[Extracted data entries]
☆ ☆ ☆
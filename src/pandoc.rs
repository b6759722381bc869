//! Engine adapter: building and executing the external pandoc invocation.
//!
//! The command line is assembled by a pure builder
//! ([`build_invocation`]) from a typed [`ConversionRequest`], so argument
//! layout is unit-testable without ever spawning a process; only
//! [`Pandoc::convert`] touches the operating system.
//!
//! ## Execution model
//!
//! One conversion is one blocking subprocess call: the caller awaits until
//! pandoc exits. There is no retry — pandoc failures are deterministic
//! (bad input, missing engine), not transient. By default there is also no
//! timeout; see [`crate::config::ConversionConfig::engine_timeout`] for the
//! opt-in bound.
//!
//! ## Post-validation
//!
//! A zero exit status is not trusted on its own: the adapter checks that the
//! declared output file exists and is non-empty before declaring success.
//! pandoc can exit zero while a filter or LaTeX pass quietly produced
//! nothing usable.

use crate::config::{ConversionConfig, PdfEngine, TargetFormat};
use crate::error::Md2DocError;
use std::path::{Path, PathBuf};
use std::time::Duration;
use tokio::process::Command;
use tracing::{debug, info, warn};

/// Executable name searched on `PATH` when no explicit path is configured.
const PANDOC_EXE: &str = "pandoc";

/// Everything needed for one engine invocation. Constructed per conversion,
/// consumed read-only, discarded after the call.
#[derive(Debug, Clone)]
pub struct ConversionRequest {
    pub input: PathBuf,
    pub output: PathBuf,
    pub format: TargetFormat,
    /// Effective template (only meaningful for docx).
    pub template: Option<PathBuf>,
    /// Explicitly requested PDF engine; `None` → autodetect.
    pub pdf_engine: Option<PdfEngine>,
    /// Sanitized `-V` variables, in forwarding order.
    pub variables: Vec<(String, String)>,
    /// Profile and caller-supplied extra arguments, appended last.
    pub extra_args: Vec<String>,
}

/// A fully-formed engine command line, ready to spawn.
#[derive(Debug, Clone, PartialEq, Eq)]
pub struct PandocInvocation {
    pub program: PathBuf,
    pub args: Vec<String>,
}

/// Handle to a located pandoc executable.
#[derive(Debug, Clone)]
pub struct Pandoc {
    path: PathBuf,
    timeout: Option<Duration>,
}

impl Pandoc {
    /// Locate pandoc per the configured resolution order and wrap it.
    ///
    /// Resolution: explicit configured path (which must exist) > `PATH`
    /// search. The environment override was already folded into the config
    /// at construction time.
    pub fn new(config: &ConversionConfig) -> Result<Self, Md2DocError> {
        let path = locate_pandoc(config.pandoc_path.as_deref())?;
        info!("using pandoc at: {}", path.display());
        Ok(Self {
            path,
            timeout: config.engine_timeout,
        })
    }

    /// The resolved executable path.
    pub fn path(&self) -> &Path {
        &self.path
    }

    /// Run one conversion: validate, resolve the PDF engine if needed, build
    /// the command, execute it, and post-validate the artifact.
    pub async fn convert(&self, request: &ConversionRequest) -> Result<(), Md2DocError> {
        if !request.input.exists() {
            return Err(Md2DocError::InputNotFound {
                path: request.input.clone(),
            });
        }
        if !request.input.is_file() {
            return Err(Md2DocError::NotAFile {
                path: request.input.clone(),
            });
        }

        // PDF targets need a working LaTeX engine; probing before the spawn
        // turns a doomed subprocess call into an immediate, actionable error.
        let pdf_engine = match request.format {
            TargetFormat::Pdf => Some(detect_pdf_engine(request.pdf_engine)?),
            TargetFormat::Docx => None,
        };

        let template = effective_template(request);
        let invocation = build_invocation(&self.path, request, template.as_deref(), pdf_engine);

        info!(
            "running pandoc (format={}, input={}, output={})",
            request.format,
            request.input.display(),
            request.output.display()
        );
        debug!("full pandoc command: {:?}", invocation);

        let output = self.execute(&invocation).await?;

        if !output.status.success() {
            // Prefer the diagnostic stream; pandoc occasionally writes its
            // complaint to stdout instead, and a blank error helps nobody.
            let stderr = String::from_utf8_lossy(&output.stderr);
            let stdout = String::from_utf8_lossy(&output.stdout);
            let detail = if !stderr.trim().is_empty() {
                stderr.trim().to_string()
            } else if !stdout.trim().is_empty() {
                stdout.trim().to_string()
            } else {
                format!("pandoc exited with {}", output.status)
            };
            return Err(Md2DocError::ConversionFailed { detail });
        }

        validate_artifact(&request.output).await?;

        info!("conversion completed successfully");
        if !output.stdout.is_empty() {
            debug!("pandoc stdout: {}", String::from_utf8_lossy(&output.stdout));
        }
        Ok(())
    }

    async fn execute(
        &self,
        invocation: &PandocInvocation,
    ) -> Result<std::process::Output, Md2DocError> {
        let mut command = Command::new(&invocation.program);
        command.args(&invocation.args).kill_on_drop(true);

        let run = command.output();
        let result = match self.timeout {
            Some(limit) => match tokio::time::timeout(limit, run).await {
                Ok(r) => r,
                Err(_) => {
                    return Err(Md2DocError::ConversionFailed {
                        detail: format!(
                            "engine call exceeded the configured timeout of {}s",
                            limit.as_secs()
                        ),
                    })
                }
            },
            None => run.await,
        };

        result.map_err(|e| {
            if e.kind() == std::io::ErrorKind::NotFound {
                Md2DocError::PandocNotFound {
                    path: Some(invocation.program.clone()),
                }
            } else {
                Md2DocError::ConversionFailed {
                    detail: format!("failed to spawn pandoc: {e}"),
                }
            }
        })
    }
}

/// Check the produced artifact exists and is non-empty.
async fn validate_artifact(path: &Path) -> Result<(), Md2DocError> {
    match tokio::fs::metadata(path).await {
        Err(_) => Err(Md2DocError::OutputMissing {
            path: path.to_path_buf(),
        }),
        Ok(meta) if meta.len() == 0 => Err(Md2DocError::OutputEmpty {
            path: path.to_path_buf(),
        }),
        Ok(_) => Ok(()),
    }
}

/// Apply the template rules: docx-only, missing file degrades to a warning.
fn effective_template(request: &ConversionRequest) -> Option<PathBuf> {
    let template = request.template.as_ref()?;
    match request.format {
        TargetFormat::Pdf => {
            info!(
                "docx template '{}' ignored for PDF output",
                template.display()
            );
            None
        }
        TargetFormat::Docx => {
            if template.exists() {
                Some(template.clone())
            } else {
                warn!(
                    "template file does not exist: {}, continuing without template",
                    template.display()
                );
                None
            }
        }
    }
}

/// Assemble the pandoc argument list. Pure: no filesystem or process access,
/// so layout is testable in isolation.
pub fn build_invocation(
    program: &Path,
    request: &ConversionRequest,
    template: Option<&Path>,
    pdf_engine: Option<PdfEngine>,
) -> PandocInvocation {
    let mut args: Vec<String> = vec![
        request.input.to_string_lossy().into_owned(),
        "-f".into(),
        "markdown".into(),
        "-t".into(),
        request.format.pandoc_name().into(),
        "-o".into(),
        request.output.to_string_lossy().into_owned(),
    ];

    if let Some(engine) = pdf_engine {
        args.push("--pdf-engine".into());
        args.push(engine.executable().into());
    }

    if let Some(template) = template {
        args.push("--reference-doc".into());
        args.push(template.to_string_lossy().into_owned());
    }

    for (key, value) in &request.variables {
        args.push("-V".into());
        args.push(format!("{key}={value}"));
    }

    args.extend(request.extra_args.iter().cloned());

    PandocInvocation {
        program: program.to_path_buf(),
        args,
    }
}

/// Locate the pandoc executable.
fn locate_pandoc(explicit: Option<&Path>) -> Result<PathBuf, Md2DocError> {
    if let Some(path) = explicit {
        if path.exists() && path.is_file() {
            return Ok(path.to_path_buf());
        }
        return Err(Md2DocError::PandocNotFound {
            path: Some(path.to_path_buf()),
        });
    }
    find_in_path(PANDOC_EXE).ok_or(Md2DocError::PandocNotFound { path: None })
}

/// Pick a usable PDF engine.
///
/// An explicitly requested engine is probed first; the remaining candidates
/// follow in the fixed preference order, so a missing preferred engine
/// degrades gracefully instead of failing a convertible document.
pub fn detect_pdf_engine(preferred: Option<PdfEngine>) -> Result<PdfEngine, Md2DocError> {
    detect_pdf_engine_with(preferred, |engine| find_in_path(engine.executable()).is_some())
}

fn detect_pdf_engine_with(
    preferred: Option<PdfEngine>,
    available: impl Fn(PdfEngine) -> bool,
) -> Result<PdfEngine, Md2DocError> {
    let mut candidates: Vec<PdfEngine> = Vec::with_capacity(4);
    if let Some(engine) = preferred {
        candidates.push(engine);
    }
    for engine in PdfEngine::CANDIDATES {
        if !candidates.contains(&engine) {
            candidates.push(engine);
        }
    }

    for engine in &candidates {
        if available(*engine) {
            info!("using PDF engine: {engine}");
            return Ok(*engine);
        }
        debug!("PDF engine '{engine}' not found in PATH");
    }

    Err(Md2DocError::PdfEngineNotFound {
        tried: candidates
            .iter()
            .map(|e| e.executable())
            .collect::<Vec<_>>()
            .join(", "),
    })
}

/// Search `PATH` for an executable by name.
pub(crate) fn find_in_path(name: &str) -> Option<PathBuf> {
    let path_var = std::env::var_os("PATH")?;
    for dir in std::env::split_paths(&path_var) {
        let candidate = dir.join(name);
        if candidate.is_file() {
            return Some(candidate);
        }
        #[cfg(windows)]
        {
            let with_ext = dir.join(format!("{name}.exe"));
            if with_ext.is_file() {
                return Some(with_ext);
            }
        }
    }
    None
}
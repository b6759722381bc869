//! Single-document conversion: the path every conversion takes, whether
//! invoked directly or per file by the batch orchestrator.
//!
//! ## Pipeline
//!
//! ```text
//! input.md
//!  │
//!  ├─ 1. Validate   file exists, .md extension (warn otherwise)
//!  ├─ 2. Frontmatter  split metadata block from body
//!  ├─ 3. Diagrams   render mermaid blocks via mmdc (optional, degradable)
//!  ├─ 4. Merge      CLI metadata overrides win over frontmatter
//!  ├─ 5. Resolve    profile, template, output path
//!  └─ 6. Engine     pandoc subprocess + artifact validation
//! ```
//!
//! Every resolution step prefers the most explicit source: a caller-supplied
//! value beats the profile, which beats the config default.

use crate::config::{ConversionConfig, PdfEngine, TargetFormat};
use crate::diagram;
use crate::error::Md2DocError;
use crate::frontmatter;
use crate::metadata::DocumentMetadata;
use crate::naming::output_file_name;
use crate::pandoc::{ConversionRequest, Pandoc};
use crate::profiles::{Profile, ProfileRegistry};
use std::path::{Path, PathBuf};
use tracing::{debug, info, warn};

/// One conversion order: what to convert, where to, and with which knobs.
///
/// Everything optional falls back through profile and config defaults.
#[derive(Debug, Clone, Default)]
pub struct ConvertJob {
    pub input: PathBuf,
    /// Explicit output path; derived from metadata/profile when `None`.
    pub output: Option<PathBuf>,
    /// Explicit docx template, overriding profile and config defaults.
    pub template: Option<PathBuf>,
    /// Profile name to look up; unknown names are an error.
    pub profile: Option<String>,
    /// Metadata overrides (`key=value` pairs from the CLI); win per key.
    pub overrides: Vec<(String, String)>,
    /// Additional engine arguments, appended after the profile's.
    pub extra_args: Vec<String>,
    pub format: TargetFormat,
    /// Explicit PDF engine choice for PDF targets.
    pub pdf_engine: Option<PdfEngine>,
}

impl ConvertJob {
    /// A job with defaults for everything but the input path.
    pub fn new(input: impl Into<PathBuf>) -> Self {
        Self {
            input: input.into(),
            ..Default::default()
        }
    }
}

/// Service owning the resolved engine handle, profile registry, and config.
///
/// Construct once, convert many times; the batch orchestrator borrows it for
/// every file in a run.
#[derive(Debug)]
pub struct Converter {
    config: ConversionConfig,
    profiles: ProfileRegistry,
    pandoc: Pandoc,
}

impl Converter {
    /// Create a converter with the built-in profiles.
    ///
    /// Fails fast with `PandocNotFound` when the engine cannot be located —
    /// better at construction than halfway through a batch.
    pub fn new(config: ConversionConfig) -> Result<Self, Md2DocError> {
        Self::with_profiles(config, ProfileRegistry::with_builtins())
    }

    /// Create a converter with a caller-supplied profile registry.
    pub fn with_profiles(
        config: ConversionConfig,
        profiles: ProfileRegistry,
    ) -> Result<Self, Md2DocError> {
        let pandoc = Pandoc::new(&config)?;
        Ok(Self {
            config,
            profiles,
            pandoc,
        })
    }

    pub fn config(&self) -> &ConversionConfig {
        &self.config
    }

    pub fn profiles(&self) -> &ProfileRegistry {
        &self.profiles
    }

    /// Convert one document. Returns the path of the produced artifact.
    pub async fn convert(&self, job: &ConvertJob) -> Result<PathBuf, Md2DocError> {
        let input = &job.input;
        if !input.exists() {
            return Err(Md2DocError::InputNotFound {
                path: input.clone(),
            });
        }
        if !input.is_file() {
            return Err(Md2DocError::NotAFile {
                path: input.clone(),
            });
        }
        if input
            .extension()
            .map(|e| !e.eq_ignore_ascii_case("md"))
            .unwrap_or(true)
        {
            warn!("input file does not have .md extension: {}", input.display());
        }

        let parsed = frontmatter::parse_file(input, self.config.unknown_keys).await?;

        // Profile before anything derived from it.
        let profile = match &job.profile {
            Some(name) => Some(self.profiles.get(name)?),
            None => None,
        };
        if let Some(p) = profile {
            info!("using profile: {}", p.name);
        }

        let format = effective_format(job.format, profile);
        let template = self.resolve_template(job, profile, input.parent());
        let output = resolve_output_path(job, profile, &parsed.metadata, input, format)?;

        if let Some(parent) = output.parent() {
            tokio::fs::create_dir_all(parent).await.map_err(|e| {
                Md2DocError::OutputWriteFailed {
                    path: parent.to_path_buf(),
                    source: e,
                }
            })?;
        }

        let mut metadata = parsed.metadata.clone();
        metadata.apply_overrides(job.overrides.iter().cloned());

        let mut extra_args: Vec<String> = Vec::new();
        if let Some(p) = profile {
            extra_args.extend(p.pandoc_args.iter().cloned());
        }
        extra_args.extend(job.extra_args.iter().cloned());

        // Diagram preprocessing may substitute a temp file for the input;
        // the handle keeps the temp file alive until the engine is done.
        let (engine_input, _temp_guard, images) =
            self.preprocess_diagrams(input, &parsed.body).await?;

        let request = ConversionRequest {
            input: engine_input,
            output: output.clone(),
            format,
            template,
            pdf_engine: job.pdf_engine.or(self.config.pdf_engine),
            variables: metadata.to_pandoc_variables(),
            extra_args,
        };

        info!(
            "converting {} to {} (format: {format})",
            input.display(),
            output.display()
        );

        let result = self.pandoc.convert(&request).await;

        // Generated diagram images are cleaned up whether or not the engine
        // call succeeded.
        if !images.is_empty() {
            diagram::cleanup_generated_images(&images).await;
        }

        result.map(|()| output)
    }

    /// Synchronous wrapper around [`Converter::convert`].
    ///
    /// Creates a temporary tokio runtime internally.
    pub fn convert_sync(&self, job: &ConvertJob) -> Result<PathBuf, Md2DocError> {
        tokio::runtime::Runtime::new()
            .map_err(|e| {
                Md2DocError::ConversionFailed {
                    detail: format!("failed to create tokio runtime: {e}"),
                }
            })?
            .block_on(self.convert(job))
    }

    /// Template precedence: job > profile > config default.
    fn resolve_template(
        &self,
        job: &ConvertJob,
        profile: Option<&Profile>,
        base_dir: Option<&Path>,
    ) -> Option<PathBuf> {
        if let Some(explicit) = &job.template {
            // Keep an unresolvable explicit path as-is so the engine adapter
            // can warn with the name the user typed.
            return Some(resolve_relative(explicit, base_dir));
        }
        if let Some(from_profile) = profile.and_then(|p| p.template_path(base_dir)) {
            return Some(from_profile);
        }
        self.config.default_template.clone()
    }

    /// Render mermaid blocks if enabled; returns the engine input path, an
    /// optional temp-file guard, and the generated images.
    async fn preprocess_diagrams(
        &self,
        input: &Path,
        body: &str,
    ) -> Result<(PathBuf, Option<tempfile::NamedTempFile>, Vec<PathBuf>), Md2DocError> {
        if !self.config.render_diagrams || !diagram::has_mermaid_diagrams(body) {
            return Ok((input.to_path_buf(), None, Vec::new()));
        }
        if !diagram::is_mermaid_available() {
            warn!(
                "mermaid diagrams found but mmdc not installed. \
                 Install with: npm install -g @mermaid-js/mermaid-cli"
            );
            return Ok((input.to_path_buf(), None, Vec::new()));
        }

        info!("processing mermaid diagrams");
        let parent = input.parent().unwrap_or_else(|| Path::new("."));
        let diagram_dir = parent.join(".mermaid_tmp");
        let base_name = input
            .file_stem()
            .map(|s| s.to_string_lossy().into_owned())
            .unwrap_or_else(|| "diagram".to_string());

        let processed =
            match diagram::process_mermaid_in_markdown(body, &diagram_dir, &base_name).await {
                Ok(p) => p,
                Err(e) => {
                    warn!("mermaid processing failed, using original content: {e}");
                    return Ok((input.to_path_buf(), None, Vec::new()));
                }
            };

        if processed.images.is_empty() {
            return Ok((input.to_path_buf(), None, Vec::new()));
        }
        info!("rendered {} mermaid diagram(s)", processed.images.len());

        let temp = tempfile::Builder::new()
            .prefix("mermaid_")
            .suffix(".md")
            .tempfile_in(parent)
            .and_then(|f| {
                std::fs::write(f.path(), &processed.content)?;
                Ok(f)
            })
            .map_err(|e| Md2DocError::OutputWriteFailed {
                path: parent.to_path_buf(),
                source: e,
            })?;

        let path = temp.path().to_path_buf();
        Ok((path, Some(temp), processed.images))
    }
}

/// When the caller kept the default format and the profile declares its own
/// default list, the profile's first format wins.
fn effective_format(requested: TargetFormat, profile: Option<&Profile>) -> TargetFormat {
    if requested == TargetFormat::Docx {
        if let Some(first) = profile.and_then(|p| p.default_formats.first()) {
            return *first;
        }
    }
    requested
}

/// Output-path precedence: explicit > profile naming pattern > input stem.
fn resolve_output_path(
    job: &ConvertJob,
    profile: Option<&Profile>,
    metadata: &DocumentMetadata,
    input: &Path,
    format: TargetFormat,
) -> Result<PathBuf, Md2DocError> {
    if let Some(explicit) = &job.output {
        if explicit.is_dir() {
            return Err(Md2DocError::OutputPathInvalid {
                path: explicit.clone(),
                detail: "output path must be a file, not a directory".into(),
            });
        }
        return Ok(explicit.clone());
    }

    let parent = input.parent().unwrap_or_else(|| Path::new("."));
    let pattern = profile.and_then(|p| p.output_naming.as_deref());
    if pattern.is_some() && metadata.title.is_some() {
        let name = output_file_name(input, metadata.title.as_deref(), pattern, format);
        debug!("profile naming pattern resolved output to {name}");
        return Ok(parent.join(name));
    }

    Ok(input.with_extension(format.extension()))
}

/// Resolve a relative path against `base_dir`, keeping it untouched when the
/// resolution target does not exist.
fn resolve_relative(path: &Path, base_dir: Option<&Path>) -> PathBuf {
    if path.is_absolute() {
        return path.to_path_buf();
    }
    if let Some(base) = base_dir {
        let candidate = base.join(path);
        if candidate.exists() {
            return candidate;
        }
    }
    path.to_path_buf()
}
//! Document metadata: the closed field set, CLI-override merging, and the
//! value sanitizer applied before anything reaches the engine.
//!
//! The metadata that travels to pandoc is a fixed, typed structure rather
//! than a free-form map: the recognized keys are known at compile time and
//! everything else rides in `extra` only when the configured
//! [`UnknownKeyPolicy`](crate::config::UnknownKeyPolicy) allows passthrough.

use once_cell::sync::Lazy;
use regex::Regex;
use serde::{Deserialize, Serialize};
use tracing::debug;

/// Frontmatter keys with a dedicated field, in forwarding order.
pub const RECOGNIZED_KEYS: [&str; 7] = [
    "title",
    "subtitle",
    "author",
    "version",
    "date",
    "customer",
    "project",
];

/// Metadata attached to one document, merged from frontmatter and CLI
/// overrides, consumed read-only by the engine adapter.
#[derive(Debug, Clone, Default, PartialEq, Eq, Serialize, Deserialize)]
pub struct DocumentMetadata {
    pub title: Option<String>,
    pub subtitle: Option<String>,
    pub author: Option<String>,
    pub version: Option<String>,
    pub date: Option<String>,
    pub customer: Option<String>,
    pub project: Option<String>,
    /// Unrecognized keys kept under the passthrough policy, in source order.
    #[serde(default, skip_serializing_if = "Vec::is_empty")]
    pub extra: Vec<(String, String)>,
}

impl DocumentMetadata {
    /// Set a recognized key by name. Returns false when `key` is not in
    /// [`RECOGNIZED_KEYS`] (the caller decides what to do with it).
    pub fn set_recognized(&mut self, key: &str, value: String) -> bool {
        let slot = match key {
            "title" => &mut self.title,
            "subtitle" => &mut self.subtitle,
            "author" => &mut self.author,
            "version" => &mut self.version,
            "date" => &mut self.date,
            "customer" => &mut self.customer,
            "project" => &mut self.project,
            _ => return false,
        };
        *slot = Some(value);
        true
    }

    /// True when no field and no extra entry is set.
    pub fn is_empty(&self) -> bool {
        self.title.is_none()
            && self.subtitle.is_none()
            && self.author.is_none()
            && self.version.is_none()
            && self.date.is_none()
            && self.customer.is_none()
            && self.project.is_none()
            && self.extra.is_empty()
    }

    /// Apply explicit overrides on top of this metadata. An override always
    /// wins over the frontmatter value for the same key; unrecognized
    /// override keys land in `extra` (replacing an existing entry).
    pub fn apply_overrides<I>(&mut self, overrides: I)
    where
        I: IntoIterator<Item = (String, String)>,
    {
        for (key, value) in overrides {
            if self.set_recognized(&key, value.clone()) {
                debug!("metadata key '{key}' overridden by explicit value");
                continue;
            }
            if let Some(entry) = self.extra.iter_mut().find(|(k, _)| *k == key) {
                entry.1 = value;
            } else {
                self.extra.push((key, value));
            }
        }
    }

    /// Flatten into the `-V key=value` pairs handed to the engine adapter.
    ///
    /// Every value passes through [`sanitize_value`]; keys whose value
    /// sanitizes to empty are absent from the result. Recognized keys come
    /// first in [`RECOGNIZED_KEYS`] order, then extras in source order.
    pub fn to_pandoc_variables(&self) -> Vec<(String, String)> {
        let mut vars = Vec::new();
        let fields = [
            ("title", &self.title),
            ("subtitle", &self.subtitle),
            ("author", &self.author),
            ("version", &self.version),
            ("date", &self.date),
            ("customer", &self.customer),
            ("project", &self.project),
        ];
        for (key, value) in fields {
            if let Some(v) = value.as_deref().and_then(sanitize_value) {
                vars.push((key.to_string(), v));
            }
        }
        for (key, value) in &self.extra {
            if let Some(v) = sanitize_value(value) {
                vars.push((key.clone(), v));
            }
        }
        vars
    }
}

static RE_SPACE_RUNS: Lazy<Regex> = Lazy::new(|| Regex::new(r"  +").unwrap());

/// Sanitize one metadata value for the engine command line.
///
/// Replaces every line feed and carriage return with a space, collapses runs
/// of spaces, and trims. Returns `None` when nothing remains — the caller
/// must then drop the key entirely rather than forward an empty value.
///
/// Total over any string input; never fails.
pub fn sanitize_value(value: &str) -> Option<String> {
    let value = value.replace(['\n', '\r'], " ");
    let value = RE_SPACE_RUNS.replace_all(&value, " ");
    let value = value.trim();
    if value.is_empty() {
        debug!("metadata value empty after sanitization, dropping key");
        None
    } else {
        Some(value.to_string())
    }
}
☆ ☆ ☆
| Problem requirements |
Across the data above, how many lines carry the word "limit"? Only the number is needed.

| Reply to the exercise |
2